Modern Heritage: An Interview with Lisa Montague, CEO of Sanderson Design Group
14th October 2021
Sanderson chief Lisa Montague reveals how working with QEST scholars can help traditional brands adapt to today’s trends
Sanderson Design Group has roots in the British interiors landscape reaching back 160 years. The company, which was founded by Arthur Sanderson in 1860, was awarded a Royal Warrant in 1924 as “Purveyor of Wallpapers and Paints”, and bought Morris & Co – and its archive – in 1940. CEO Lisa Montague sees the present company, which still supplies British Royal residencies and also has a portfolio of contemporary marques, as “custodians” of those heritage brands, and with that comes a responsibility to ensure their present success. “The only way to do that is to bring in fresh eyes all the time,” she says, “and to challenge: how can we make this relevant again for a new audience?”
It makes sense, therefore, to sponsor emerging makers through a QEST scholarship. Sanderson is supporting the decorative painter Rachel Spelling, who enlivened Instagram during lockdown with mini murals created on Farrow & Ball paint charts, and worked on a spectacular recreation of the 18th-century Chinese wallpaper at Sir John Soane’s country house, Pitzhanger Manor, with Alasdair Peebles and Nicky Pasterfield in 2017. Rachel’s artistry with botanical motifs caught the eye of Sanderson’s creative director of brands Claire Vallis, who “absolutely jumped at the chance of working with such a bright new talent,” says Lisa.

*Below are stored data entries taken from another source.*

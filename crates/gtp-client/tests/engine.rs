//! Integration tests against the scripted `fake-engine` binary.

use gtp::{Color, Vertex};
use gtp_client::{ClientError, EngineConfig, GtpClient, Timing};
use std::path::PathBuf;
use std::time::{Duration, Instant};

fn config(mode: &str) -> EngineConfig {
    EngineConfig {
        executable: PathBuf::from(env!("CARGO_BIN_EXE_fake-engine")),
        args: vec![
            "--gtp".to_string(),
            "--noponder".to_string(),
            format!("--mode={}", mode),
        ],
        board_size: 19,
        search_seconds: 0,
        timing: Timing {
            settle_delay_ms: 10,
            ack_poll_interval_ms: 5,
            command_timeout_ms: 2000,
            analysis_poll_interval_ms: 20,
            idle_base_polls: 5,
            grace_period_ms: 300,
        },
        ..EngineConfig::default()
    }
}

fn vertex(gtp: &str) -> Vertex {
    Vertex::from_gtp(gtp, 19).unwrap()
}

#[test]
fn test_start_and_stop() {
    let mut client = GtpClient::new(config("normal"));
    client.start().expect("engine should start");
    assert!(client.is_running());
    client.stop();
    assert!(!client.is_running());
    client.stop();
}

#[test]
fn test_replay_reaches_engine() {
    let mut client = GtpClient::new(config("normal"));
    client.start().unwrap();
    client.add_move(Color::Black, "dp").unwrap();
    client.add_move(Color::White, "pd").unwrap();
    client.add_move(Color::Black, "").unwrap();
    client.replay().unwrap();

    let board = client.board_state().unwrap();
    assert!(board.contains("Moves played: 3"), "board was: {}", board);
}

#[test]
fn test_reset_clears_engine_and_history() {
    let mut client = GtpClient::new(config("normal"));
    client.start().unwrap();
    client.add_move(Color::Black, "dp").unwrap();
    client.replay().unwrap();
    client.reset().unwrap();

    assert!(client.history().is_empty());
    let board = client.board_state().unwrap();
    assert!(board.contains("Moves played: 0"), "board was: {}", board);
}

#[test]
fn test_analyze_full_search() {
    let mut client = GtpClient::new(config("normal"));
    client.start().unwrap();
    client.add_move(Color::Black, "dp").unwrap();
    client.replay().unwrap();
    assert_eq!(client.whose_turn(), Color::White);

    let report = client.analyze().unwrap();
    let stats = &report.stats;
    assert_eq!(stats.chosen, Some(vertex("Q16")));
    assert_eq!(stats.best, Some(vertex("Q16")));
    assert_eq!(stats.visits, Some(240));
    assert_eq!(stats.margin.as_deref(), Some("W+1.5"));
    // white to move: engine's 47.5% for black is 52.5% for white
    assert!((stats.winrate.unwrap() - 0.525).abs() < 1e-9);
    assert!(report.missing.is_empty());

    let order: Vec<Vertex> = report.candidates.iter().map(|c| c.vertex).collect();
    assert_eq!(order, vec![vertex("Q16"), vertex("R4")]);
}

#[test]
fn test_clear_board_and_replay_between_analyses() {
    let mut client = GtpClient::new(config("normal"));
    client.start().unwrap();
    client.add_move(Color::Black, "dp").unwrap();
    client.replay().unwrap();
    client.analyze().unwrap();

    // the engine's own move is now on its board
    let board = client.board_state().unwrap();
    assert!(board.contains("Moves played: 2"), "board was: {}", board);

    client.clear_board().unwrap();
    assert_eq!(client.history().len(), 1);
    client.replay().unwrap();
    let board = client.board_state().unwrap();
    assert!(board.contains("Moves played: 1"), "board was: {}", board);
    assert_eq!(client.whose_turn(), Color::White);

    let report = client.analyze().unwrap();
    assert_eq!(report.stats.chosen, Some(vertex("Q16")));
}

#[test]
fn test_analyze_book_move() {
    let mut client = GtpClient::new(config("book"));
    client.start().unwrap();

    let report = client.analyze().unwrap();
    assert_eq!(report.stats.chosen, Some(vertex("D4")));
    assert_eq!(report.stats.book_moves, Some(1));
    assert_eq!(report.candidates.len(), 1);
    assert!(report.candidates[0].is_book);
    assert_eq!(report.candidates[0].vertex, vertex("D4"));
}

#[test]
fn test_silent_engine_times_out() {
    let cfg = config("silent");
    // one second of lag is added to the configured search time
    let polls = cfg.timing.idle_poll_limit(cfg.effective_search_seconds());
    let mut client = GtpClient::new(cfg);
    client.start().unwrap();

    let start = Instant::now();
    match client.analyze() {
        Err(ClientError::AnalysisTimeout { polls: p }) => assert_eq!(p, polls),
        other => panic!("Expected AnalysisTimeout, got {:?}", other),
    }
    assert!(start.elapsed() < Duration::from_secs(10));
}

#[test]
fn test_mute_engine_fails_startup() {
    let mut cfg = config("mute");
    cfg.timing.command_timeout_ms = 200;
    let mut client = GtpClient::new(cfg);

    match client.start() {
        Err(ClientError::StartupFailure(msg)) => assert!(msg.contains("boardsize 19")),
        other => panic!("Expected StartupFailure, got {:?}", other),
    }
    assert!(!client.is_running());
}

#[test]
fn test_restart_and_replay_restores_position() {
    let mut client = GtpClient::new(config("normal"));
    client.start().unwrap();
    client.add_move(Color::Black, "dp").unwrap();
    client.add_move(Color::White, "pd").unwrap();
    client.replay().unwrap();

    client.start().unwrap();
    let board = client.board_state().unwrap();
    assert!(board.contains("Moves played: 0"), "board was: {}", board);

    client.replay().unwrap();
    let board = client.board_state().unwrap();
    assert!(board.contains("Moves played: 2"), "board was: {}", board);
}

The scholarship was postponed during the pandemic, but from this spring, will fund specialist one-to-one training with Alasdair in his London studio, with a focus on mastering traditional 18th-century chinoiserie painting techniques. In addition, Sanderson will grant Rachel access to its Anstey wallpaper factory, a Lancaster fabric printer with a 95-year history, design studios, and the archive – which features some 70,000 historic documents. What happens next is up to Rachel, says Lisa. “We could incorporate her designs, or support her own venture, or do a mixture of the two. We have to remain quite fluid.”

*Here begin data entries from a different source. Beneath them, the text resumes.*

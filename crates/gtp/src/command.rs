//! Outbound GTP commands.

use crate::Color;
use std::fmt;

/// Commands sent from the client to the engine.
#[derive(Debug, Clone, PartialEq)]
pub enum Command {
    /// Set the board to `size`x`size`.
    BoardSize(u8),
    /// Set the komi.
    Komi(f32),
    /// Absolute time settings: no main time, `seconds` of byo-yomi per stone.
    TimeSettings { seconds: u32 },
    /// Remaining time for one color: `seconds` for a single stone.
    TimeLeft { color: Color, seconds: u32 },
    /// Play a move. `vertex` is already in GTP form (`D4`, `pass`).
    Play { color: Color, vertex: String },
    /// Ask the engine to generate (and play) a move.
    GenMove(Color),
    /// Print the board to the engine's diagnostic stream.
    ShowBoard,
    /// Empty the board.
    ClearBoard,
    /// Quit the engine.
    Exit,
}

impl Command {
    /// Format the command as a protocol line (without newline).
    pub fn to_gtp(&self) -> String {
        match self {
            Command::BoardSize(size) => format!("boardsize {}", size),
            Command::Komi(komi) => format!("komi {:.6}", komi),
            Command::TimeSettings { seconds } => format!("time_settings 0 {} 1", seconds),
            Command::TimeLeft { color, seconds } => format!("time_left {} {} 1", color, seconds),
            Command::Play { color, vertex } => format!("play {} {}", color, vertex),
            Command::GenMove(color) => format!("genmove {}", color),
            Command::ShowBoard => "showboard".to_string(),
            Command::ClearBoard => "clear_board".to_string(),
            Command::Exit => "exit".to_string(),
        }
    }
}

impl fmt::Display for Command {
    fn fmt(&self, f: &mut fmt::Formatter<'_>) -> fmt::Result {
        f.write_str(&self.to_gtp())
    }
}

The collaboration is an example of what makes QEST funding and support meaningful, she says. “It is extremely well considered and tailored to the applicants, and therefore leads to very authentic, in-depth relationships.” These bonds are good for individual makers, but also the industry as a whole, she adds, as the best UK creatives too often end up abroad. “If you go to any of the American, French or Italian fashion houses, they are broadly full of British talent in the design studio. So I think, running a business in the UK, there’s an obligation, if you like, to nurture that talent [here].”
The time is ripe for companies such as Sanderson to show support, too, as we start to learn about the real cost of the pandemic. “More than it would have been a year ago, it’s going to be harder and harder for people coming out of education to find jobs,” says Lisa. “Those of us running businesses have a duty to do what we can.”
In many ways, however, this is a bright moment for both Sanderson and Rachel, as maximalism takes its place as a dominant aesthetic. Lisa traces the shift to Alessandro Michele’s appointment as creative director of Gucci in 2015. “It’s taken a good five years to really move a trend that started on the fashion runway, through society and into the home,” and now Sanderson is seeing “explosive growth” in wallpaper and curtains.
The story was rather different when she joined in 2018, after senior roles at Cerutti, Mulberry and Loewe, where she helped set up the Loewe Foundation Craft Prize in 2016. (It was then that she became aware of QEST, because so many of the potential prize winners were former scholars.) What drew her to a (then) struggling interiors company? “I think it was those wonderful heritage assets,” she says, “the authenticity of brands that date back to 1860, which seemed to me not celebrated enough, and that we could almost lift the lid and dust it off and find something precious and beautiful.” She has ambitions to reach people earlier in their careers, namely school and college students who might not be aware of the possibilities of working in craft. “The dream is to open up access,” she says, “so that more people can benefit from the treasures that lie within.”